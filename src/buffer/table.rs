//! Handle table for foreign-owned memory regions.

use std::collections::HashMap;
use std::sync::{Mutex, MutexGuard, PoisonError};

use serde::Serialize;

use crate::error::{BridgeError, BridgeResult};
use crate::observability::metrics;

/// Opaque identifier for a registered memory region. Never zero.
#[derive(Debug, Clone, Copy, PartialEq, Eq, Hash, PartialOrd, Ord, Serialize)]
#[serde(transparent)]
pub struct BufferHandle(u32);

impl BufferHandle {
    /// Wrap a raw handle received from the host.
    pub const fn from_raw(raw: u32) -> Self {
        Self(raw)
    }

    /// Get the raw handle value.
    pub fn as_u32(&self) -> u32 {
        self.0
    }
}

impl std::fmt::Display for BufferHandle {
    fn fmt(&self, f: &mut std::fmt::Formatter<'_>) -> std::fmt::Result {
        write!(f, "buf-{}", self.0)
    }
}

/// Location and length of a foreign memory region.
///
/// The default value (null, 0) is what lookups return on a miss.
#[derive(Debug, Clone, Copy, PartialEq, Eq, Default)]
pub struct BufferRegion {
    addr: usize,
    len: u32,
}

impl BufferRegion {
    pub fn new(ptr: *const u8, len: u32) -> Self {
        Self {
            addr: ptr as usize,
            len,
        }
    }

    pub fn as_ptr(&self) -> *const u8 {
        self.addr as *const u8
    }

    pub fn len(&self) -> u32 {
        self.len
    }

    pub fn is_empty(&self) -> bool {
        self.len == 0
    }

    /// True for the zero region returned on a lookup miss.
    pub fn is_null(&self) -> bool {
        self.addr == 0
    }
}

struct TableState {
    entries: HashMap<u32, BufferRegion>,
    last_handle: u32,
}

/// Process-wide registry mapping handles to foreign memory regions.
pub struct BufferTable {
    state: Mutex<TableState>,
    capacity: usize,
}

impl BufferTable {
    /// Create an empty table holding at most `capacity` live handles.
    pub fn new(capacity: usize) -> Self {
        Self::starting_after(0, capacity)
    }

    /// Create a table whose next handle is `last + 1`.
    pub(crate) fn starting_after(last: u32, capacity: usize) -> Self {
        Self {
            state: Mutex::new(TableState {
                entries: HashMap::new(),
                last_handle: last,
            }),
            // Handle 0 is reserved for "no buffer".
            capacity: capacity.min(u32::MAX as usize - 1),
        }
    }

    fn lock(&self) -> MutexGuard<'_, TableState> {
        self.state.lock().unwrap_or_else(PoisonError::into_inner)
    }

    /// Register a region and return a fresh handle.
    ///
    /// After the counter wraps, handles that are still live are skipped.
    pub fn store(&self, ptr: *const u8, len: u32) -> BridgeResult<BufferHandle> {
        let mut state = self.lock();
        if state.entries.len() >= self.capacity {
            tracing::warn!(capacity = self.capacity, "Buffer table full");
            return Err(BridgeError::HandleSpaceExhausted(self.capacity));
        }

        let mut next = state.last_handle;
        loop {
            next = next.wrapping_add(1);
            if next != 0 && !state.entries.contains_key(&next) {
                break;
            }
        }
        state.last_handle = next;
        state.entries.insert(next, BufferRegion::new(ptr, len));
        metrics::record_buffers_live(state.entries.len());

        tracing::trace!(handle = next, len, "Buffer stored");
        Ok(BufferHandle(next))
    }

    /// Look up a region. Unknown handles yield the zero region.
    pub fn lookup(&self, handle: BufferHandle) -> BufferRegion {
        self.lock()
            .entries
            .get(&handle.0)
            .copied()
            .unwrap_or_default()
    }

    /// Drop the mapping for `handle`. The memory itself is left untouched.
    ///
    /// Returns the region that was registered, if any.
    pub fn release(&self, handle: BufferHandle) -> Option<BufferRegion> {
        let mut state = self.lock();
        let removed = state.entries.remove(&handle.0);
        if removed.is_some() {
            metrics::record_buffers_live(state.entries.len());
            tracing::trace!(handle = handle.0, "Buffer released");
        }
        removed
    }

    /// Number of live handles.
    pub fn len(&self) -> usize {
        self.lock().entries.len()
    }

    pub fn is_empty(&self) -> bool {
        self.len() == 0
    }
}

impl Default for BufferTable {
    fn default() -> Self {
        Self::new(u32::MAX as usize)
    }
}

PROBLEM TO SOLVE -
Repeat the material above in full. Change no word.

ANSWER BOX -
filename src/buffer/table.rs
//! Handle table for foreign-owned memory regions.

use std::collections::HashMap;
use std::sync::{Mutex, MutexGuard, PoisonError};

use serde::Serialize;

use crate::error::{BridgeError, BridgeResult};
use crate::observability::metrics;

/// Opaque identifier for a registered memory region. Never zero.
#[derive(Debug, Clone, Copy, PartialEq, Eq, Hash, PartialOrd, Ord, Serialize)]
#[serde(transparent)]
pub struct BufferHandle(u32);

impl BufferHandle {
    /// Wrap a raw handle received from the host.
    pub const fn from_raw(raw: u32) -> Self {
        Self(raw)
    }

    /// Get the raw handle value.
    pub fn as_u32(&self) -> u32 {
        self.0
    }
}

impl std::fmt::Display for BufferHandle {
    fn fmt(&self, f: &mut std::fmt::Formatter<'_>) -> std::fmt::Result {
        write!(f, "buf-{}", self.0)
    }
}

/// Location and length of a foreign memory region.
///
/// The default value (null, 0) is what lookups return on a miss.
#[derive(Debug, Clone, Copy, PartialEq, Eq, Default)]
pub struct BufferRegion {
    addr: usize,
    len: u32,
}

impl BufferRegion {
    pub fn new(ptr: *const u8, len: u32) -> Self {
        Self {
            addr: ptr as usize,
            len,
        }
    }

    pub fn as_ptr(&self) -> *const u8 {
        self.addr as *const u8
    }

    pub fn len(&self) -> u32 {
        self.len
    }

    pub fn is_empty(&self) -> bool {
        self.len == 0
    }

    /// True for the zero region returned on a lookup miss.
    pub fn is_null(&self) -> bool {
        self.addr == 0
    }
}

struct TableState {
    entries: HashMap<u32, BufferRegion>,
    last_handle: u32,
}

/// Process-wide registry mapping handles to foreign memory regions.
pub struct BufferTable {
    state: Mutex<TableState>,
    capacity: usize,
}

impl BufferTable {
    /// Create an empty table holding at most `capacity` live handles.
    pub fn new(capacity: usize) -> Self {
        Self::starting_after(0, capacity)
    }

    /// Create a table whose next handle is `last + 1`.
    pub(crate) fn starting_after(last: u32, capacity: usize) -> Self {
        Self {
            state: Mutex::new(TableState {
                entries: HashMap::new(),
                last_handle: last,
            }),
            // Handle 0 is reserved for "no buffer".
            capacity: capacity.min(u32::MAX as usize - 1),
        }
    }

    fn lock(&self) -> MutexGuard<'_, TableState> {
        self.state.lock().unwrap_or_else(PoisonError::into_inner)
    }

    /// Register a region and return a fresh handle.
    ///
    /// After the counter wraps, handles that are still live are skipped.
    pub fn store(&self, ptr: *const u8, len: u32) -> BridgeResult<BufferHandle> {
        let mut state = self.lock();
        if state.entries.len() >= self.capacity {
            tracing::warn!(capacity = self.capacity, "Buffer table full");
            return Err(BridgeError::HandleSpaceExhausted(self.capacity));
        }

        let mut next = state.last_handle;
        loop {
            next = next.wrapping_add(1);
            if next != 0 && !state.entries.contains_key(&next) {
                break;
            }
        }
        state.last_handle = next;
        state.entries.insert(next, BufferRegion::new(ptr, len));
        metrics::record_buffers_live(state.entries.len());

        tracing::trace!(handle = next, len, "Buffer stored");
        Ok(BufferHandle(next))
    }

    /// Look up a region. Unknown handles yield the zero region.
    pub fn lookup(&self, handle: BufferHandle) -> BufferRegion {
        self.lock()
            .entries
            .get(&handle.0)
            .copied()
            .unwrap_or_default()
    }

    /// Drop the mapping for `handle`. The memory itself is left untouched.
    ///
    /// Returns the region that was registered, if any.
    pub fn release(&self, handle: BufferHandle) -> Option<BufferRegion> {
        let mut state = self.lock();
        let removed = state.entries.remove(&handle.0);
        if removed.is_some() {
            metrics::record_buffers_live(state.entries.len());
            tracing::trace!(handle = handle.0, "Buffer released");
        }
        removed
    }

    /// Number of live handles.
    pub fn len(&self) -> usize {
        self.lock().entries.len()
    }

    pub fn is_empty(&self) -> bool {
        self.len() == 0
    }
}

impl Default for BufferTable {
    fn default() -> Self {
        Self::new(u32::MAX as usize)
    }
}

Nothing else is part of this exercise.